Dataset entries -
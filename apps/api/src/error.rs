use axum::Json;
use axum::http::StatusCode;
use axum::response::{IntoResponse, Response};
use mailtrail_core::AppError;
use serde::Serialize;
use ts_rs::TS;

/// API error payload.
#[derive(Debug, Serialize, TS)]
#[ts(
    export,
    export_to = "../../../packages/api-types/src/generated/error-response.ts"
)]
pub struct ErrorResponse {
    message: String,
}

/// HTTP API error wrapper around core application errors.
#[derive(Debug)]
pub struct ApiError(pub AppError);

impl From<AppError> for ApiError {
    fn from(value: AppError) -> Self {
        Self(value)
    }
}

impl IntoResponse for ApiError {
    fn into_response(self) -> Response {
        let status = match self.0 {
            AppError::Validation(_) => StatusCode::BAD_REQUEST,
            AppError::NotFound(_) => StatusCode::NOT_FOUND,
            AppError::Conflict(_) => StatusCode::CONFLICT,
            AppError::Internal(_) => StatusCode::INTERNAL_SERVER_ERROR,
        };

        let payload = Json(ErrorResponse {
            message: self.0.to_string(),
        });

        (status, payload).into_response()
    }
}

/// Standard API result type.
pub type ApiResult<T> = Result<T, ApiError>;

Task objective -
In the listing above, find the line that contains "let status = match". Write it out exactly, along with each line after it up to and including the last.

Final answer -
        let status = match self.0 {
            AppError::Validation(_) => StatusCode::BAD_REQUEST,
            AppError::NotFound(_) => StatusCode::NOT_FOUND,
            AppError::Conflict(_) => StatusCode::CONFLICT,
            AppError::Internal(_) => StatusCode::INTERNAL_SERVER_ERROR,
        };

        let payload = Json(ErrorResponse {
            message: self.0.to_string(),
        });

        (status, payload).into_response()
    }
}

/// Standard API result type.
pub type ApiResult<T> = Result<T, ApiError>;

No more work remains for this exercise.